Photo: Reuters/Thomas White
China has ramped up investment and infrastructure spending abroad in recent years, raising fears that countries benefiting from Beijing-backed loans are at risk of falling into a debt trap. Photo: Reuters / Thomas White

The number of high net worth individuals (HNWIs) in China has risen nearly nine times since a decade ago, a private survey released on Tuesday showed, as strong growth in the world’s second-largest economy has spurred wealth creation.

Chinese with at least 10 million yuan (US$1.47 million) of investable assets hit 1.6 million in 2016, up from 180,000 in 2006, according to the 2017 China Private Wealth Report by Bain Consulting and China Merchants Bank.

The overall value of the private wealth market increased to 165 trillion yuan in 2016, growing at 21% annually in 2014-2016.

But the growth rate of China’s private wealth market is expected to decline to 14% in 2017 to a total size of 188 trillion yuan.

Around 120,000 HNWIs had at least 100 million yuan worth of investable assets, up from less than 10,000 people in 2006.

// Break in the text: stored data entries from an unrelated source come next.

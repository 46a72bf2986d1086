// Booking requests: validated against the catalog and confirmed.
// Nothing is persisted; an accepted booking is logged for the staff.

pub mod handlers;
pub mod validation;
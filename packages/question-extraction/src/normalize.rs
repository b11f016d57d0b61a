//! Text normalization applied before detection.
//!
//! Scraped pages and LLM responses occasionally contain foreign-script
//! artifacts (CJK runs injected by upstream tooling). The normalizer strips
//! those and squashes whitespace so every downstream component sees the
//! same shape of text.

/// Characters treated as foreign-script noise (CJK Unified Ideographs).
fn is_foreign_script(c: char) -> bool {
    ('\u{4e00}'..='\u{9fff}').contains(&c)
}

/// Normalize a text blob: strip foreign-script characters, collapse runs
/// of horizontal whitespace within each line, and trim the edges.
///
/// Line breaks are preserved so line-oriented detection (the question-mark
/// scanner) still works; full whitespace collapse happens later, in
/// candidate cleaning and dedup keys.
///
/// Pure function: never fails, empty in means empty out.
pub fn normalize(text: &str) -> String {
    let stripped: String = text.chars().filter(|c| !is_foreign_script(*c)).collect();

    stripped
        .lines()
        .map(|line| line.split_whitespace().collect::<Vec<_>>().join(" "))
        .collect::<Vec<_>>()
        .join("\n")
        .trim()
        .to_string()
}

#[cfg(test)]
mod tests {
    use super::*;

    #[test]
    fn test_empty_input() {
        assert_eq!(normalize(""), "");
        assert_eq!(normalize("   \n\t  "), "");
    }

    #[test]
    fn test_strips_foreign_script() {
        assert_eq!(
            normalize("Do you approve 你好 of the mayor?"),
            "Do you approve of the mayor?"
        );
    }

    #[test]
    fn test_collapses_horizontal_whitespace() {
        assert_eq!(normalize("Do  you \t approve?"), "Do you approve?");
    }

    #[test]
    fn test_preserves_line_structure() {
        let normalized = normalize("First  question?\nSecond   question?");
        assert_eq!(normalized, "First question?\nSecond question?");
        assert_eq!(normalized.lines().count(), 2);
    }

    #[test]
    fn test_trims_edges() {
        assert_eq!(normalize("\n\n  Do you approve?  \n"), "Do you approve?");
    }
}
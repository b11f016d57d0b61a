//! Parse collaborator responses into fallback questions.
//!
//! The response is unstructured text: one question per line if the model
//! followed instructions, with the occasional numbering or bullet it was
//! told not to add. Parsing is defensive and never fails; malformed lines
//! are dropped.

use super::prompts::NO_QUESTIONS_SENTINEL;
use crate::normalize::normalize;
use crate::patterns::{PatternLibrary, IMPLICIT_QUESTION_TERMS, QUESTION_STARTERS};
use crate::validate::is_valid_question;

/// Parse a raw collaborator response into candidate question texts.
///
/// The sentinel anywhere in the response (case-insensitive) means "no
/// questions present" and yields an empty list. Otherwise lines are
/// stripped of numbering and bullets, validated, and given a trailing `?`
/// when they read as an implicit question. At most `max_questions` lines
/// are kept.
pub fn parse_fallback_response(
    response: &str,
    patterns: &PatternLibrary,
    max_questions: usize,
) -> Vec<String> {
    let cleaned = normalize(response);

    if cleaned.to_uppercase().contains(NO_QUESTIONS_SENTINEL) {
        return Vec::new();
    }

    let mut questions = Vec::new();

    for line in cleaned.lines() {
        let line = line.trim();
        if line.chars().count() < 15 {
            continue;
        }

        let line = patterns.numbering.replace(line, "");
        let line = patterns.bullet.replace(&line, "");
        let line = line.trim();

        if !is_valid_question(line, patterns) {
            continue;
        }

        let mut question = line.to_string();
        if !question.ends_with('?') && reads_as_question(&question) {
            question.push('?');
        }

        questions.push(question);
        if questions.len() >= max_questions {
            break;
        }
    }

    questions
}

/// True when a statement reads as an implicit question: it opens with an
/// interrogative/modal phrase or carries approval/support/voting vocabulary.
pub fn reads_as_question(text: &str) -> bool {
    let lower = text.to_lowercase();

    QUESTION_STARTERS.iter().any(|s| lower.starts_with(s))
        || IMPLICIT_QUESTION_TERMS.iter().any(|t| lower.contains(t))
}
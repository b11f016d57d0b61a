//! Typed errors for the question extraction library.
//!
//! Uses `thiserror` for library errors (not `anyhow`) to provide
//! strongly-typed, composable error handling.
//!
//! Note that the extraction API itself never surfaces these to callers:
//! collaborator failures are caught inside the pipeline and degrade to
//! pattern-only output. The error type exists for `AI` implementations
//! and for the pipeline's internal fallback handling.

use thiserror::Error;

/// Errors that can occur while consulting the AI collaborator.
#[derive(Debug, Error)]
pub enum ExtractionError {
    /// AI service unavailable or failed
    #[error("AI service error: {0}")]
    AI(#[source] Box<dyn std::error::Error + Send + Sync>),

    /// AI call exceeded the configured deadline
    #[error("AI request timed out after {timeout_ms}ms")]
    Timeout { timeout_ms: u64 },
}

/// Result type alias for collaborator operations.
pub type Result<T> = std::result::Result<T, ExtractionError>;
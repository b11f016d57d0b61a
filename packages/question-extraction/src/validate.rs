//! Candidate cleanup and acceptance.
//!
//! Every candidate passes through `clean_question_text` then
//! `is_valid_question` before it is eligible for deduplication. Failures
//! are silently dropped; no question is emitted for them.

use crate::patterns::PatternLibrary;

/// Clean a raw candidate into presentable question text.
///
/// Strips leading enumeration markers and bullets, removes parenthetical
/// and bracketed asides, collapses runs of terminal punctuation to a
/// single character (so a trailing `?` survives), and normalizes
/// whitespace.
pub fn clean_question_text(text: &str, patterns: &PatternLibrary) -> String {
    let mut text = text.trim().to_string();

    text = patterns.numbering.replace(&text, "").into_owned();
    text = patterns.bullet.replace(&text, "").into_owned();
    text = patterns.parenthetical.replace_all(&text, "").into_owned();
    text = patterns.bracketed.replace_all(&text, "").into_owned();
    text = patterns
        .punct_run
        .replace_all(&text, |caps: &regex::Captures| {
            caps[0].chars().next().map(String::from).unwrap_or_default()
        })
        .into_owned();

    text.split_whitespace().collect::<Vec<_>>().join(" ")
}

/// Acceptance predicate for cleaned candidate text.
///
/// Rejects empty/whitespace-only, all-digit, all-uppercase, and
/// all-punctuation strings; strings outside 15–300 characters; legal and
/// navigation boilerplate; and strings with no alphabetic character.
pub fn is_valid_question(text: &str, patterns: &PatternLibrary) -> bool {
    let text = text.trim();
    if text.is_empty() {
        return false;
    }

    let len = text.chars().count();
    if !(15..=300).contains(&len) {
        return false;
    }

    if patterns.all_digits.is_match(text)
        || patterns.all_uppercase.is_match(text)
        || patterns.all_punctuation.is_match(text)
        || patterns.boilerplate.is_match(text)
        || patterns.navigation.is_match(text)
    {
        return false;
    }

    text.chars().any(|c| c.is_ascii_alphabetic())
}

The percentage of HNWIs with overseas investment increased to 56% in 2017, up from 19% in 2011, but the overall percentage of assets invested overseas has stabilized since 2013.

The top five destinations for overseas investment were Hong Kong, the United States, Australia and Canada, although Hong Kong‘s popularity fell 18% and the United States dropped 3% from 2015 to 2017.

Respondents said their top three reasons for investing overseas were to diversify investment risks, to capture market opportunities of overseas investments and to migrate.

Around 63% of rich Chinese rely on financial service providers to manage their domestic financial assets and among them, around half use private banking services provided by commercial banks.

China’s wealthy are concentrated in major cities and coastal areas, the survey found, but now 22 Chinese provinces have at least 20,000 HNWIs. Most respondents said their top priorities. were “wealth preservation” and “wealth inheritance,” in contrast to 2009 when nearly half of HNWIs surveyed said “wealth creation” or “quality of life” were their main goals.